Roh Allah, yang dengan penyelenggaraan-Nya yang mengagumkan mengarahkan peredaran zaman dan membaharui muka bumi, hadir ditengah perkembangan itu. Adapun ragi Injil telah dan masih membangkitkan dalam hati manusia tuntutan tak terkendali akan martabatnya.

27. (Sikap hormat terhadap pribadi manusia)
Beranjak kepada konsekuensi-konsekuensi praktis yang cukup mendesak, Konsili menekankan sikap hormat terhadap manusia, sehingga setiap orang wajib memandang sesamanya, tak seorang pun terkecualikan, sebagai “dirinya yang lain”, terutama mengindahkan perihidup mereka beserta upaya-upaya yang mereka butuhkan untuk hidup secara layak[49], supaya jangan meniru orang kaya, yang sama sekali tidak mempedulikan Lazarus yang miskin itu[50].
Terutama pada zaman kita sekarang ini mendesak kewajiban menjadikan diri kita sendiri sesama bagi setiap orang, siapa pun dia itu, dan bila ia datang melayaninya secara aktif, entah ia itu orang lanjut usia yang sebatang kara, entah tenaga kerja asing yang dihina tanpa alasan, entah seorang perantau, atau anak yang lahir dari hubungan haram dan tidak sepatutnya menderita karena dosa yang tidak dilakukannya,atau orang lapar yang menyapa hati nurani kita seraya mengingatkan sabda Tuhan: “Apa pun yang kamu jalankan terhadap salah seorang saudara-Ku yang hina ini, kamu perbuat terhadap Aku” (Mat 25:40).

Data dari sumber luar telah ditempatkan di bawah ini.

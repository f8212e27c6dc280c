//! Crate-wide error types, category taxonomy, and `Result` alias.

/// Library-wide result type.
pub type Result<T> = std::result::Result<T, Error>;

/// Failure categories surfaced to callers and used to drive retry decisions.
#[allow(missing_docs)]
#[derive(Clone, Debug, Copy, PartialEq, Eq, Hash, serde::Serialize, serde::Deserialize)]
#[serde(rename_all = "SCREAMING_SNAKE_CASE")]
pub enum ErrorCategory {
	Network,
	Timeout,
	Validation,
	Authentication,
	State,
	Serialization,
	Internal,
	Unknown,
}

/// Unified error type for the SDK core.
#[allow(missing_docs)]
#[derive(Debug, thiserror::Error)]
pub enum Error {
	#[error(transparent)]
	Io(#[from] std::io::Error),

	#[error(transparent)]
	Http(#[from] http::Error),
	#[error(transparent)]
	Reqwest(#[from] reqwest::Error),
	#[error(transparent)]
	Serde(#[from] serde_json::Error),
	#[error(transparent)]
	Url(#[from] url::ParseError),

	#[error("Cache error: {0}")]
	Cache(String),
	#[error("Circuit breaker open for endpoint '{endpoint}'; retry after {cooldown_remaining_ms} ms.")]
	CircuitOpen { endpoint: String, cooldown_remaining_ms: u64 },
	#[error("Upstream HTTP status {status} from {url}: {body:?}")]
	HttpStatus { status: http::StatusCode, url: url::Url, body: Option<String> },
	#[error("Internal error: {0}")]
	Internal(String),
	#[error("SDK client is not initialized.")]
	NotInitialized,
	#[error("Offline mode is enabled; network operations are suppressed.")]
	Offline,
	#[error("Invalid state: {0}")]
	State(String),
	#[error("Operation timed out after {0} ms.")]
	Timeout(u64),
	#[error("Validation failed for {field}: {reason}")]
	Validation { field: &'static str, reason: String },
}
impl Error {
	/// Project the error onto the public failure taxonomy.
	pub fn category(&self) -> ErrorCategory {
		match self {
			Self::Io(_) | Self::Internal(_) | Self::Cache(_) | Self::Http(_) =>
				ErrorCategory::Internal,
			Self::Reqwest(err) =>
				if err.is_timeout() {
					ErrorCategory::Timeout
				} else if err.is_connect() || err.is_request() || err.is_redirect() {
					ErrorCategory::Network
				} else if err.is_decode() {
					ErrorCategory::Serialization
				} else {
					ErrorCategory::Unknown
				},
			Self::Serde(_) => ErrorCategory::Serialization,
			Self::Url(_) | Self::Validation { .. } => ErrorCategory::Validation,
			Self::CircuitOpen { .. } | Self::Offline => ErrorCategory::Network,
			Self::HttpStatus { status, .. } => categorize_status(*status),
			Self::NotInitialized | Self::State(_) => ErrorCategory::State,
			Self::Timeout(_) => ErrorCategory::Timeout,
		}
	}

	/// Whether the retry layer is permitted to re-attempt the failed operation.
	///
	/// Covers transient transport failures, timeouts, 5xx, and the 408/429
	/// status codes; every other 4xx is terminal. An open circuit breaker is
	/// non-retriable so callers back off until the cooldown ends.
	pub fn is_retriable(&self) -> bool {
		match self {
			Self::CircuitOpen { .. } | Self::Offline => false,
			Self::HttpStatus { status, .. } => retriable_status(*status),
			_ => matches!(self.category(), ErrorCategory::Network | ErrorCategory::Timeout),
		}
	}
}

/// Side-effect hooks layered over [`Result`].
///
/// Hooks are observation points, never control flow: a panicking callback is
/// swallowed and logged, and the original result passes through untouched.
/// Transformation combinators (`map`, `and_then`, `unwrap_or`) are the std
/// `Result` surface and are not duplicated here.
pub trait ResultExt<T> {
	/// Run `hook` against the success value, if any.
	fn on_success(self, hook: impl FnOnce(&T)) -> Self;
	/// Run `hook` against the error, if any.
	fn on_error(self, hook: impl FnOnce(&Error)) -> Self;
}
impl<T> ResultExt<T> for Result<T> {
	fn on_success(self, hook: impl FnOnce(&T)) -> Self {
		if let Ok(value) = &self
			&& std::panic::catch_unwind(std::panic::AssertUnwindSafe(|| hook(value))).is_err()
		{
			tracing::error!("success hook panicked; result preserved");
		}

		self
	}

	fn on_error(self, hook: impl FnOnce(&Error)) -> Self {
		if let Err(err) = &self
			&& std::panic::catch_unwind(std::panic::AssertUnwindSafe(|| hook(err))).is_err()
		{
			tracing::error!("error hook panicked; result preserved");
		}

		self
	}
}

fn categorize_status(status: http::StatusCode) -> ErrorCategory {
	match status.as_u16() {
		401 | 403 => ErrorCategory::Authentication,
		408 => ErrorCategory::Timeout,
		429 => ErrorCategory::Network,
		_ if status.is_server_error() => ErrorCategory::Network,
		_ if status.is_client_error() => ErrorCategory::Validation,
		_ => ErrorCategory::Unknown,
	}
}

fn retriable_status(status: http::StatusCode) -> bool {
	status.is_server_error() || matches!(status.as_u16(), 408 | 429)
}

#[cfg(test)]
mod tests {
	// self
	use super::*;

	fn status_error(code: u16) -> Error {
		Error::HttpStatus {
			status: http::StatusCode::from_u16(code).expect("status"),
			url: url::Url::parse("https://api.customfit.ai/v1/cfe").expect("url"),
			body: None,
		}
	}

	#[test]
	fn server_errors_are_retriable() {
		assert!(status_error(500).is_retriable());
		assert!(status_error(503).is_retriable());
		assert_eq!(status_error(500).category(), ErrorCategory::Network);
	}

	#[test]
	fn client_errors_are_terminal_except_408_and_429() {
		assert!(!status_error(400).is_retriable());
		assert!(!status_error(404).is_retriable());
		assert!(status_error(408).is_retriable());
		assert!(status_error(429).is_retriable());
	}

	#[test]
	fn auth_statuses_map_to_authentication() {
		assert_eq!(status_error(401).category(), ErrorCategory::Authentication);
		assert_eq!(status_error(403).category(), ErrorCategory::Authentication);
		assert!(!status_error(401).is_retriable());
	}

	#[test]
	fn offline_is_network_but_not_retriable() {
		assert_eq!(Error::Offline.category(), ErrorCategory::Network);
		assert!(!Error::Offline.is_retriable());
	}

	#[test]
	fn timeout_is_retriable() {
		assert_eq!(Error::Timeout(2_500).category(), ErrorCategory::Timeout);
		assert!(Error::Timeout(2_500).is_retriable());
	}

	#[test]
	fn hooks_observe_without_consuming() {
		let mut seen = None;
		let result: Result<u32> = Ok(7);
		let result = result.on_success(|value| seen = Some(*value)).on_error(|_| panic!("unreachable"));

		assert_eq!(seen, Some(7));
		assert_eq!(result.expect("value"), 7);
	}

	#[test]
	fn panicking_hook_is_swallowed() {
		let result: Result<u32> = Err(Error::Timeout(1));
		let result = result.on_error(|_| panic!("hook bug"));

		assert!(result.is_err());
	}
}
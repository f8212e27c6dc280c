//! Application lifecycle and battery signals driving the polling cadence.
//!
//! The host platform feeds transitions in through the setters; the SDK never
//! probes the OS itself.

// std
use std::sync::{
	Mutex,
	atomic::{AtomicU64, Ordering},
};
// self
use crate::_prelude::*;

/// Application lifecycle state.
#[allow(missing_docs)]
#[derive(Clone, Debug, Copy, PartialEq, Eq)]
pub enum AppState {
	Foreground,
	Background,
}

/// Battery reading fed by the host platform.
#[derive(Clone, Debug, Copy, PartialEq)]
pub struct BatteryState {
	/// Charge level in `[0.0, 1.0]`.
	pub level: f64,
	/// Whether the platform reports the battery as low.
	pub is_low: bool,
	/// Whether the device is charging.
	pub is_charging: bool,
}
impl Default for BatteryState {
	fn default() -> Self {
		Self { level: 1.0, is_low: false, is_charging: false }
	}
}

/// Callback observing app-state transitions.
pub type AppStateObserver = Arc<dyn Fn(AppState) + Send + Sync>;
/// Callback observing battery updates.
pub type BatteryObserver = Arc<dyn Fn(BatteryState) + Send + Sync>;

/// Tracks foreground/background and battery state for cadence decisions.
pub struct DeviceStateMonitor {
	app_state: Mutex<AppState>,
	battery: Mutex<BatteryState>,
	app_observers: Mutex<Vec<(u64, AppStateObserver)>>,
	battery_observers: Mutex<Vec<(u64, BatteryObserver)>>,
	next_observer_id: AtomicU64,
}
impl DeviceStateMonitor {
	/// Create a monitor assuming a foregrounded app on a healthy battery.
	pub fn new() -> Self {
		Self {
			app_state: Mutex::new(AppState::Foreground),
			battery: Mutex::new(BatteryState::default()),
			app_observers: Mutex::new(Vec::new()),
			battery_observers: Mutex::new(Vec::new()),
			next_observer_id: AtomicU64::new(1),
		}
	}

	/// Current app lifecycle state.
	pub fn app_state(&self) -> AppState {
		*self.app_state.lock().expect("device lock")
	}

	/// Current battery reading.
	pub fn battery(&self) -> BatteryState {
		*self.battery.lock().expect("device lock")
	}

	/// Feed an app lifecycle transition; observers fire only on change.
	pub fn set_app_state(&self, state: AppState) {
		{
			let mut current = self.app_state.lock().expect("device lock");

			if *current == state {
				return;
			}

			*current = state;
		}

		tracing::debug!(?state, "app state transition");

		for observer in self.cloned_app_observers() {
			observer(state);
		}
	}

	/// Feed a battery update; observers fire only on change.
	pub fn set_battery_state(&self, battery: BatteryState) {
		{
			let mut current = self.battery.lock().expect("device lock");

			if *current == battery {
				return;
			}

			*current = battery;
		}

		for observer in self.cloned_battery_observers() {
			observer(battery);
		}
	}

	/// Subscribe to app-state transitions; returns a handle for removal.
	pub fn observe_app_state(&self, observer: AppStateObserver) -> u64 {
		let id = self.next_observer_id.fetch_add(1, Ordering::Relaxed);

		self.app_observers.lock().expect("device lock").push((id, observer));

		id
	}

	/// Subscribe to battery updates; returns a handle for removal.
	pub fn observe_battery(&self, observer: BatteryObserver) -> u64 {
		let id = self.next_observer_id.fetch_add(1, Ordering::Relaxed);

		self.battery_observers.lock().expect("device lock").push((id, observer));

		id
	}

	/// Drop an observer registered through either subscribe call.
	pub fn remove_observer(&self, id: u64) {
		self.app_observers.lock().expect("device lock").retain(|(entry, _)| *entry != id);
		self.battery_observers.lock().expect("device lock").retain(|(entry, _)| *entry != id);
	}

	/// Effective poll cadence given the current battery state.
	///
	/// The reduced cadence applies only while the battery is low and the
	/// device is not charging, and only when the caller opted in.
	pub fn polling_interval(
		&self,
		normal: Duration,
		reduced: Duration,
		use_reduced_when_low: bool,
	) -> Duration {
		let battery = self.battery();

		if use_reduced_when_low && battery.is_low && !battery.is_charging {
			reduced
		} else {
			normal
		}
	}

	fn cloned_app_observers(&self) -> Vec<AppStateObserver> {
		self.app_observers
			.lock()
			.expect("device lock")
			.iter()
			.map(|(_, observer)| observer.clone())
			.collect()
	}

	fn cloned_battery_observers(&self) -> Vec<BatteryObserver> {
		self.battery_observers
			.lock()
			.expect("device lock")
			.iter()
			.map(|(_, observer)| observer.clone())
			.collect()
	}
}
impl Default for DeviceStateMonitor {
	fn default() -> Self {
		Self::new()
	}
}
impl std::fmt::Debug for DeviceStateMonitor {
	fn fmt(&self, f: &mut std::fmt::Formatter<'_>) -> std::fmt::Result {
		f.debug_struct("DeviceStateMonitor")
			.field("app_state", &self.app_state())
			.field("battery", &self.battery())
			.finish_non_exhaustive()
	}
}
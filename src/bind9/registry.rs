// Copyright (c) 2025 Erick Bourgeois, firestoned
// SPDX-License-Identifier: MIT

//! Known BIND9 servers.
//!
//! Servers are owned by whoever configures the orchestrator; the orchestrator
//! only looks them up by hostname and resolves their addresses for display.

use async_trait::async_trait;
use std::collections::HashMap;
use std::net::IpAddr;
use tracing::{debug, warn};

use super::types::{BindServer, Listing, ServerAddress};
use crate::dns_errors::DnsError;

/// Lookup of servers by hostname.
#[async_trait]
pub trait ServerRegistry: Send + Sync {
    /// The server registered under `hostname`, if any.
    async fn server(&self, hostname: &str) -> Option<BindServer>;
}

/// Registry over a fixed set of servers, typically from configuration.
#[derive(Debug, Clone, Default)]
pub struct StaticServerRegistry {
    servers: HashMap<String, BindServer>,
}

impl StaticServerRegistry {
    /// Build a registry from `servers`. A later entry with the same hostname
    /// replaces an earlier one.
    #[must_use]
    pub fn new(servers: impl IntoIterator<Item = BindServer>) -> Self {
        Self {
            servers: servers
                .into_iter()
                .map(|server| (server.hostname.to_ascii_lowercase(), server))
                .collect(),
        }
    }

    /// Register or replace a server.
    pub fn insert(&mut self, server: BindServer) {
        self.servers
            .insert(server.hostname.to_ascii_lowercase(), server);
    }

    /// Number of registered servers.
    #[must_use]
    pub fn len(&self) -> usize {
        self.servers.len()
    }

    /// Whether no servers are registered.
    #[must_use]
    pub fn is_empty(&self) -> bool {
        self.servers.is_empty()
    }
}

#[async_trait]
impl ServerRegistry for StaticServerRegistry {
    async fn server(&self, hostname: &str) -> Option<BindServer> {
        self.servers.get(&hostname.to_ascii_lowercase()).cloned()
    }
}

/// Resolve `hostname` to every address it has, labelled `IPv4 (n)` and
/// `IPv6 (n)` in resolver order.
///
/// A resolver failure yields an empty listing carrying
/// [`DnsError::ResolutionFailed`].
pub async fn resolve_addresses(hostname: &str) -> Listing<ServerAddress> {
    match tokio::net::lookup_host((hostname, 0)).await {
        Ok(addresses) => {
            let addresses = label_addresses(addresses.map(|a| a.ip()));
            debug!(server = %hostname, addresses = addresses.len(), "Resolved server addresses");
            Listing::complete(addresses)
        }
        Err(e) => {
            warn!(server = %hostname, "Unable to resolve server: {e}");
            Listing::degraded(DnsError::ResolutionFailed {
                hostname: hostname.to_string(),
                reason: e.to_string(),
            })
        }
    }
}

/// Number addresses per family, starting at 1.
pub(crate) fn label_addresses(addresses: impl IntoIterator<Item = IpAddr>) -> Vec<ServerAddress> {
    let (mut ipv4, mut ipv6) = (0u32, 0u32);
    addresses
        .into_iter()
        .map(|address| {
            let label = match address {
                IpAddr::V4(_) => {
                    ipv4 += 1;
                    format!("IPv4 ({ipv4})")
                }
                IpAddr::V6(_) => {
                    ipv6 += 1;
                    format!("IPv6 ({ipv6})")
                }
            };
            ServerAddress { label, address }
        })
        .collect()
}

#[cfg(test)]
#[path = "registry_tests.rs"]
mod registry_tests;
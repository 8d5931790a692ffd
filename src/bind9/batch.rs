// Copyright (c) 2025 Erick Bourgeois, firestoned
// SPDX-License-Identifier: MIT

//! Batch deletion of records.
//!
//! Every identifier is attempted independently: a failure on one item never
//! stops the others, and the outcomes come back in input order whatever
//! order the server answered in.
//!
//! Cancellation is checked when an item is about to start. Deletions already
//! on the wire finish normally; items that have not started are reported as
//! [`DnsError::Cancelled`].

use futures::stream::{self, StreamExt};
use tokio::sync::watch;
use tracing::{debug, info};

use super::keyring::TsigCredential;
use super::records::build_delete;
use super::transport::DnsTransport;
use super::types::{BindServer, UpdateOutcome};
use crate::dns_errors::DnsError;

/// Description used for the outcome of deleting `identifier`.
#[must_use]
pub fn delete_description(identifier: &str) -> String {
    format!("Delete Record: {identifier}")
}

/// Fail every identifier with the same error.
///
/// Used when something shared by the whole batch (credential, server) is
/// unusable, so no item is sent.
#[must_use]
pub fn reject_all(identifiers: &[String], error: &DnsError) -> Vec<UpdateOutcome> {
    identifiers
        .iter()
        .map(|identifier| UpdateOutcome::failed(delete_description(identifier), error))
        .collect()
}

/// Deletes a list of record identifiers against one server.
pub struct DeletionBatch<'a> {
    transport: &'a dyn DnsTransport,
    server: &'a BindServer,
    credential: Option<&'a TsigCredential>,
    concurrency: usize,
}

impl<'a> DeletionBatch<'a> {
    /// Create a batch sending through `transport` to `server`.
    ///
    /// `concurrency` is the number of deletions in flight at once; values
    /// below one are treated as one.
    #[must_use]
    pub fn new(
        transport: &'a dyn DnsTransport,
        server: &'a BindServer,
        credential: Option<&'a TsigCredential>,
        concurrency: usize,
    ) -> Self {
        Self {
            transport,
            server,
            credential,
            concurrency: concurrency.max(1),
        }
    }

    /// Delete every identifier, returning one outcome per identifier in input
    /// order.
    pub async fn run(
        &self,
        identifiers: &[String],
        cancel: watch::Receiver<bool>,
    ) -> Vec<UpdateOutcome> {
        info!(
            server = %self.server.hostname,
            records = identifiers.len(),
            concurrency = self.concurrency,
            "Starting batch deletion"
        );

        let outcomes: Vec<UpdateOutcome> = stream::iter(identifiers)
            .map(|identifier| {
                let cancel = cancel.clone();
                async move { self.delete_one(identifier, &cancel).await }
            })
            .buffered(self.concurrency)
            .collect()
            .await;

        let failed = outcomes.iter().filter(|o| !o.success).count();
        info!(
            server = %self.server.hostname,
            records = outcomes.len(),
            failed = failed,
            "Finished batch deletion"
        );
        outcomes
    }

    async fn delete_one(&self, identifier: &str, cancel: &watch::Receiver<bool>) -> UpdateOutcome {
        let description = delete_description(identifier);

        if *cancel.borrow() {
            debug!(record = %identifier, "Skipping deletion, batch cancelled");
            return UpdateOutcome::failed(description, &DnsError::Cancelled);
        }

        let request = match build_delete(identifier) {
            Ok(request) => request,
            Err(e) => return UpdateOutcome::failed(description, &DnsError::from(e)),
        };

        match self
            .transport
            .send_update(self.server, &request, self.credential)
            .await
        {
            Ok(response) => UpdateOutcome::succeeded(description, response.to_string()),
            Err(e) => UpdateOutcome::failed(description, &DnsError::from(e)),
        }
    }
}

#[cfg(test)]
#[path = "batch_tests.rs"]
mod batch_tests;
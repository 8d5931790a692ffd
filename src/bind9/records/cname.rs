// Copyright (c) 2025 Erick Bourgeois, firestoned
// SPDX-License-Identifier: MIT

//! CNAME record construction.

use hickory_client::rr::{rdata, DNSClass, RData, Record};
use tracing::debug;

use super::{UpdateOperation, UpdateRequest};
use crate::dns_errors::RecordError;
use crate::fqdn::{absolute, owner_name, parse_name};

/// Build an update replacing the CNAME at `alias.zone` with `target`.
///
/// `target` is always made absolute: a missing trailing dot is appended
/// rather than letting the server resolve it relative to the zone.
///
/// # Errors
///
/// Returns [`RecordError::InvalidRecordData`] if the zone, alias or target is
/// not a valid name.
pub fn build_cname(
    zone: &str,
    alias: &str,
    target: &str,
    ttl: u32,
) -> Result<UpdateRequest, RecordError> {
    let zone_name = parse_name(zone)?;
    let owner = owner_name(alias, zone)?;
    let target_name = parse_name(&absolute(target.trim()))?;

    let mut record = Record::from_rdata(owner, ttl, RData::CNAME(rdata::CNAME(target_name)));
    record.set_dns_class(DNSClass::IN);

    debug!(
        "Built CNAME update: {} -> {} (TTL: {})",
        record.name(),
        absolute(target.trim()),
        ttl
    );

    Ok(UpdateRequest {
        zone: zone_name,
        operation: UpdateOperation::Replace(record),
    })
}

#[cfg(test)]
#[path = "cname_tests.rs"]
mod cname_tests;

Selain itu apa saja yang berlawanan dengan kehidupan sendiri, misalnya bentuk pembunuhan yang mana pun juga, penumpasan suku, pengguguran, eutanasia atau bunuh diri yang disengaja; apa pun yang melanggar keutuhan pribadi manusia, seperti pemenggalan anggota badan, siksaan yang ditimpakan pada jiwa maupun raga, usaha-usaha paksaan psikologis; apa pun yang melukai martabat manusia, seperti kondisi-kondisi hidup yang tidak layak manusiawi, pemenjaraan yang sewenang-wenang, pembuangan orang-orang, perbudakan, pelacuran, perdagangan wanita dan anak-anak muda; begitu pula kondisi-kondisi kerja yang memalukan, sehingga kaum buruh diperalat semata-mata untuk menarik keuntungan, dan tidak diperlakukan sebagai pribadi-pribadi yang bebas dan bertanggung jawab: itu semua dan hal-hal lain yang serupa memang perbuatan yang keji. Dan sementara mencoreng peradaban manusiawi, perbuatan-perbuatan itu lebih mencemarkan mereka yang melakukannya, dari pada mereka yang menanggung ketidak-adilan, lagi pula sangat berlawanan dengan kemuliaan Sang Pencipta.